# TASK DIRECTIONS
Retype all of the entries precisely.

*** Opening RECORDS ***

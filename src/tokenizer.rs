//! Term extraction shared by the indexing and query paths.
//!
//! # INVARIANTS (DO NOT VIOLATE)
//!
//! 1. **SINGLE_TOKENIZER**: `add_document` and `search` call this exact
//!    function. Two diverging copies silently break retrieval: a term indexed
//!    one way and queried another never matches.
//! 2. **TERM_SHAPE**: every returned term is lowercase ASCII alphanumerics
//!    or `_`, has length > 1, and is not composed solely of digits.
//! 3. **PURE**: no hidden state; identical input yields identical output.

/// Tokenize raw text into normalized terms.
///
/// Splits on whitespace, keeps ASCII alphanumerics and `_`, lowercases what
/// remains, and drops tokens that end up empty, single-character, or
/// all-digit. The position of a term is its ordinal in the returned sequence.
pub fn tokenize(text: &str) -> Vec<String> {
    text.split_whitespace()
        .filter_map(normalize_token)
        .collect()
}

/// Normalize a single whitespace-delimited token, or reject it.
fn normalize_token(raw: &str) -> Option<String> {
    let term: String = raw
        .chars()
        .filter(|c| c.is_ascii_alphanumeric() || *c == '_')
        .map(|c| c.to_ascii_lowercase())
        .collect();

    if term.len() <= 1 {
        return None;
    }
    if term.bytes().all(|b| b.is_ascii_digit()) {
        return None;
    }
    Some(term)
}
//! The engine: shared index behind one mutual-exclusion boundary.
//!
//! Indexing callers and query callers may run concurrently; there is exactly
//! one mutable resource (the combined store + inverted index) and both
//! `add_document` and `search` hold its lock for their full duration. Readers
//! deliberately serialize behind writers and each other — the copy-on-write
//! alternative buys read concurrency at a complexity cost this engine does
//! not need until read throughput is a measured bottleneck.
//!
//! # INVARIANTS (DO NOT VIOLATE)
//!
//! 1. **NO_AWAIT_UNDER_LOCK**: tokenization runs before the lock is taken and
//!    scoring is pure CPU work under it. Nothing blocks or yields while the
//!    lock is held.
//! 2. **NO_POISONING**: `parking_lot::Mutex` does not poison on panic, so a
//!    panicking writer cannot leave the lock in an unusable state. (A failed
//!    insertion also never leaves a partial mutation behind; see `Index`.)
//! 3. **CANCEL_BEFORE_LOCK**: the `try_*` variants give callers a way to bail
//!    out before an operation starts executing; once scoring begins it runs
//!    to completion, bounded by corpus size.

use crate::error::{IndexError, QueryError};
use crate::index::Index;
use crate::scoring::Bm25Params;
use crate::search::rank;
use crate::tokenizer::tokenize;
use crate::types::{Bm25Match, CorpusStats, DocumentMeta};
use parking_lot::Mutex;
use std::sync::Arc;
use tracing::{debug, trace};

/// A cloneable handle to a BM25 index shared across threads.
///
/// Construction makes the engine ready; dropping the last handle releases all
/// state. Nothing is persisted.
#[derive(Debug, Clone, Default)]
pub struct SearchEngine {
    index: Arc<Mutex<Index>>,
    params: Bm25Params,
}

impl SearchEngine {
    /// New engine with the conventional BM25 parameters.
    pub fn new() -> Self {
        Self::with_params(Bm25Params::default())
    }

    /// New engine with caller-tuned BM25 parameters.
    pub fn with_params(params: Bm25Params) -> Self {
        SearchEngine {
            index: Arc::new(Mutex::new(Index::new())),
            params,
        }
    }

    /// The parameters this engine scores with.
    pub fn params(&self) -> Bm25Params {
        self.params
    }

    /// Tokenize and index a document under a caller-minted unique id.
    ///
    /// Fails with `DuplicateDocumentId` if the id is already indexed, leaving
    /// the index exactly as it was.
    pub fn add_document(&self, document_id: &str, text: &str) -> Result<(), IndexError> {
        self.add_document_with_meta(document_id, text, None)
    }

    /// As `add_document`, attaching opaque positional metadata.
    pub fn add_document_with_meta(
        &self,
        document_id: &str,
        text: &str,
        meta: Option<DocumentMeta>,
    ) -> Result<(), IndexError> {
        // INVARIANT: NO_AWAIT_UNDER_LOCK (tokenize first, lock second)
        let terms = tokenize(text);
        trace!(document_id, term_count = terms.len(), "indexing document");

        let mut index = self.index.lock();
        index.add_document(document_id, &terms, meta)?;
        debug!(
            document_id,
            total_documents = index.len(),
            "document indexed"
        );
        Ok(())
    }

    /// Non-blocking `add_document`: fails with `LockUnavailable` instead of
    /// waiting for an in-flight operation.
    pub fn try_add_document(&self, document_id: &str, text: &str) -> Result<(), IndexError> {
        let terms = tokenize(text);
        let mut index = self.index.try_lock().ok_or(IndexError::LockUnavailable)?;
        index.add_document(document_id, &terms, None)
    }

    /// Atomically replace an indexed document with new text.
    ///
    /// The old postings' contribution to document frequencies and corpus
    /// totals is removed and the new text added under a single lock
    /// acquisition — replace is an explicit operation, never a side effect of
    /// `add_document`. Fails with `DocumentNotFound` if the id was never
    /// indexed, in which case nothing changes.
    pub fn replace_document(
        &self,
        document_id: &str,
        text: &str,
        meta: Option<DocumentMeta>,
    ) -> Result<(), IndexError> {
        let terms = tokenize(text);
        let mut index = self.index.lock();
        index.remove_document(document_id)?;
        // Cannot fail: the id was just removed, and insertion after the
        // duplicate check is infallible.
        index.add_document(document_id, &terms, meta)?;
        debug!(document_id, "document replaced");
        Ok(())
    }

    /// Remove a document from the index. Returns its token count.
    pub fn remove_document(&self, document_id: &str) -> Result<u32, IndexError> {
        let mut index = self.index.lock();
        let removed = index.remove_document(document_id)?;
        debug!(document_id, removed_tokens = removed, "document removed");
        Ok(removed)
    }

    /// Rank documents against a query, best first.
    ///
    /// Fails with `EmptyQuery` when the query tokenizes to nothing — "nothing
    /// meaningful to search for" is distinguishable from "searched and found
    /// nothing", which returns an empty `Ok`.
    pub fn search(&self, query: &str, limit: usize) -> Result<Vec<Bm25Match>, QueryError> {
        // INVARIANT: NO_AWAIT_UNDER_LOCK (tokenize first, lock second)
        let terms = tokenize(query);
        if terms.is_empty() {
            return Err(QueryError::EmptyQuery);
        }

        let index = self.index.lock();
        let matches = rank(&index, &self.params, &terms, limit)?;
        debug!(
            query,
            candidates = matches.len(),
            limit,
            "search completed"
        );
        Ok(matches)
    }

    /// Non-blocking `search`: fails with `LockUnavailable` instead of waiting
    /// for an in-flight operation.
    pub fn try_search(&self, query: &str, limit: usize) -> Result<Vec<Bm25Match>, QueryError> {
        let terms = tokenize(query);
        if terms.is_empty() {
            return Err(QueryError::EmptyQuery);
        }

        let index = self.index.try_lock().ok_or(QueryError::LockUnavailable)?;
        rank(&index, &self.params, &terms, limit)
    }

    /// Snapshot of the corpus aggregates.
    pub fn stats(&self) -> CorpusStats {
        self.index.lock().stats()
    }

    /// Token count of an indexed document.
    pub fn document_length(&self, document_id: &str) -> Option<u32> {
        self.index.lock().document_length(document_id)
    }

    /// Caller-supplied metadata for an indexed document, if any.
    pub fn metadata(&self, document_id: &str) -> Option<DocumentMeta> {
        self.index.lock().metadata(document_id).cloned()
    }

    /// Number of indexed documents.
    pub fn len(&self) -> usize {
        self.index.lock().len()
    }

    pub fn is_empty(&self) -> bool {
        self.index.lock().is_empty()
    }

    /// Drop every document and statistic. The engine stays usable.
    pub fn clear(&self) {
        self.index.lock().clear();
        debug!("index cleared");
    }
}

*** Closing RECORDS ***

# EXERCISE ANSWER
filename src/tokenizer.rs
//! Term extraction shared by the indexing and query paths.
//!
//! # INVARIANTS (DO NOT VIOLATE)
//!
//! 1. **SINGLE_TOKENIZER**: `add_document` and `search` call this exact
//!    function. Two diverging copies silently break retrieval: a term indexed
//!    one way and queried another never matches.
//! 2. **TERM_SHAPE**: every returned term is lowercase ASCII alphanumerics
//!    or `_`, has length > 1, and is not composed solely of digits.
//! 3. **PURE**: no hidden state; identical input yields identical output.

/// Tokenize raw text into normalized terms.
///
/// Splits on whitespace, keeps ASCII alphanumerics and `_`, lowercases what
/// remains, and drops tokens that end up empty, single-character, or
/// all-digit. The position of a term is its ordinal in the returned sequence.
pub fn tokenize(text: &str) -> Vec<String> {
    text.split_whitespace()
        .filter_map(normalize_token)
        .collect()
}

/// Normalize a single whitespace-delimited token, or reject it.
fn normalize_token(raw: &str) -> Option<String> {
    let term: String = raw
        .chars()
        .filter(|c| c.is_ascii_alphanumeric() || *c == '_')
        .map(|c| c.to_ascii_lowercase())
        .collect();

    if term.len() <= 1 {
        return None;
    }
    if term.bytes().all(|b| b.is_ascii_digit()) {
        return None;
    }
    Some(term)
}
//! The engine: shared index behind one mutual-exclusion boundary.
//!
//! Indexing callers and query callers may run concurrently; there is exactly
//! one mutable resource (the combined store + inverted index) and both
//! `add_document` and `search` hold its lock for their full duration. Readers
//! deliberately serialize behind writers and each other — the copy-on-write
//! alternative buys read concurrency at a complexity cost this engine does
//! not need until read throughput is a measured bottleneck.
//!
//! # INVARIANTS (DO NOT VIOLATE)
//!
//! 1. **NO_AWAIT_UNDER_LOCK**: tokenization runs before the lock is taken and
//!    scoring is pure CPU work under it. Nothing blocks or yields while the
//!    lock is held.
//! 2. **NO_POISONING**: `parking_lot::Mutex` does not poison on panic, so a
//!    panicking writer cannot leave the lock in an unusable state. (A failed
//!    insertion also never leaves a partial mutation behind; see `Index`.)
//! 3. **CANCEL_BEFORE_LOCK**: the `try_*` variants give callers a way to bail
//!    out before an operation starts executing; once scoring begins it runs
//!    to completion, bounded by corpus size.

use crate::error::{IndexError, QueryError};
use crate::index::Index;
use crate::scoring::Bm25Params;
use crate::search::rank;
use crate::tokenizer::tokenize;
use crate::types::{Bm25Match, CorpusStats, DocumentMeta};
use parking_lot::Mutex;
use std::sync::Arc;
use tracing::{debug, trace};

/// A cloneable handle to a BM25 index shared across threads.
///
/// Construction makes the engine ready; dropping the last handle releases all
/// state. Nothing is persisted.
#[derive(Debug, Clone, Default)]
pub struct SearchEngine {
    index: Arc<Mutex<Index>>,
    params: Bm25Params,
}

impl SearchEngine {
    /// New engine with the conventional BM25 parameters.
    pub fn new() -> Self {
        Self::with_params(Bm25Params::default())
    }

    /// New engine with caller-tuned BM25 parameters.
    pub fn with_params(params: Bm25Params) -> Self {
        SearchEngine {
            index: Arc::new(Mutex::new(Index::new())),
            params,
        }
    }

    /// The parameters this engine scores with.
    pub fn params(&self) -> Bm25Params {
        self.params
    }

    /// Tokenize and index a document under a caller-minted unique id.
    ///
    /// Fails with `DuplicateDocumentId` if the id is already indexed, leaving
    /// the index exactly as it was.
    pub fn add_document(&self, document_id: &str, text: &str) -> Result<(), IndexError> {
        self.add_document_with_meta(document_id, text, None)
    }

    /// As `add_document`, attaching opaque positional metadata.
    pub fn add_document_with_meta(
        &self,
        document_id: &str,
        text: &str,
        meta: Option<DocumentMeta>,
    ) -> Result<(), IndexError> {
        // INVARIANT: NO_AWAIT_UNDER_LOCK (tokenize first, lock second)
        let terms = tokenize(text);
        trace!(document_id, term_count = terms.len(), "indexing document");

        let mut index = self.index.lock();
        index.add_document(document_id, &terms, meta)?;
        debug!(
            document_id,
            total_documents = index.len(),
            "document indexed"
        );
        Ok(())
    }

    /// Non-blocking `add_document`: fails with `LockUnavailable` instead of
    /// waiting for an in-flight operation.
    pub fn try_add_document(&self, document_id: &str, text: &str) -> Result<(), IndexError> {
        let terms = tokenize(text);
        let mut index = self.index.try_lock().ok_or(IndexError::LockUnavailable)?;
        index.add_document(document_id, &terms, None)
    }

    /// Atomically replace an indexed document with new text.
    ///
    /// The old postings' contribution to document frequencies and corpus
    /// totals is removed and the new text added under a single lock
    /// acquisition — replace is an explicit operation, never a side effect of
    /// `add_document`. Fails with `DocumentNotFound` if the id was never
    /// indexed, in which case nothing changes.
    pub fn replace_document(
        &self,
        document_id: &str,
        text: &str,
        meta: Option<DocumentMeta>,
    ) -> Result<(), IndexError> {
        let terms = tokenize(text);
        let mut index = self.index.lock();
        index.remove_document(document_id)?;
        // Cannot fail: the id was just removed, and insertion after the
        // duplicate check is infallible.
        index.add_document(document_id, &terms, meta)?;
        debug!(document_id, "document replaced");
        Ok(())
    }

    /// Remove a document from the index. Returns its token count.
    pub fn remove_document(&self, document_id: &str) -> Result<u32, IndexError> {
        let mut index = self.index.lock();
        let removed = index.remove_document(document_id)?;
        debug!(document_id, removed_tokens = removed, "document removed");
        Ok(removed)
    }

    /// Rank documents against a query, best first.
    ///
    /// Fails with `EmptyQuery` when the query tokenizes to nothing — "nothing
    /// meaningful to search for" is distinguishable from "searched and found
    /// nothing", which returns an empty `Ok`.
    pub fn search(&self, query: &str, limit: usize) -> Result<Vec<Bm25Match>, QueryError> {
        // INVARIANT: NO_AWAIT_UNDER_LOCK (tokenize first, lock second)
        let terms = tokenize(query);
        if terms.is_empty() {
            return Err(QueryError::EmptyQuery);
        }

        let index = self.index.lock();
        let matches = rank(&index, &self.params, &terms, limit)?;
        debug!(
            query,
            candidates = matches.len(),
            limit,
            "search completed"
        );
        Ok(matches)
    }

    /// Non-blocking `search`: fails with `LockUnavailable` instead of waiting
    /// for an in-flight operation.
    pub fn try_search(&self, query: &str, limit: usize) -> Result<Vec<Bm25Match>, QueryError> {
        let terms = tokenize(query);
        if terms.is_empty() {
            return Err(QueryError::EmptyQuery);
        }

        let index = self.index.try_lock().ok_or(QueryError::LockUnavailable)?;
        rank(&index, &self.params, &terms, limit)
    }

    /// Snapshot of the corpus aggregates.
    pub fn stats(&self) -> CorpusStats {
        self.index.lock().stats()
    }

    /// Token count of an indexed document.
    pub fn document_length(&self, document_id: &str) -> Option<u32> {
        self.index.lock().document_length(document_id)
    }

    /// Caller-supplied metadata for an indexed document, if any.
    pub fn metadata(&self, document_id: &str) -> Option<DocumentMeta> {
        self.index.lock().metadata(document_id).cloned()
    }

    /// Number of indexed documents.
    pub fn len(&self) -> usize {
        self.index.lock().len()
    }

    pub fn is_empty(&self) -> bool {
        self.index.lock().is_empty()
    }

    /// Drop every document and statistic. The engine stays usable.
    pub fn clear(&self) {
        self.index.lock().clear();
        debug!("index cleared");
    }
}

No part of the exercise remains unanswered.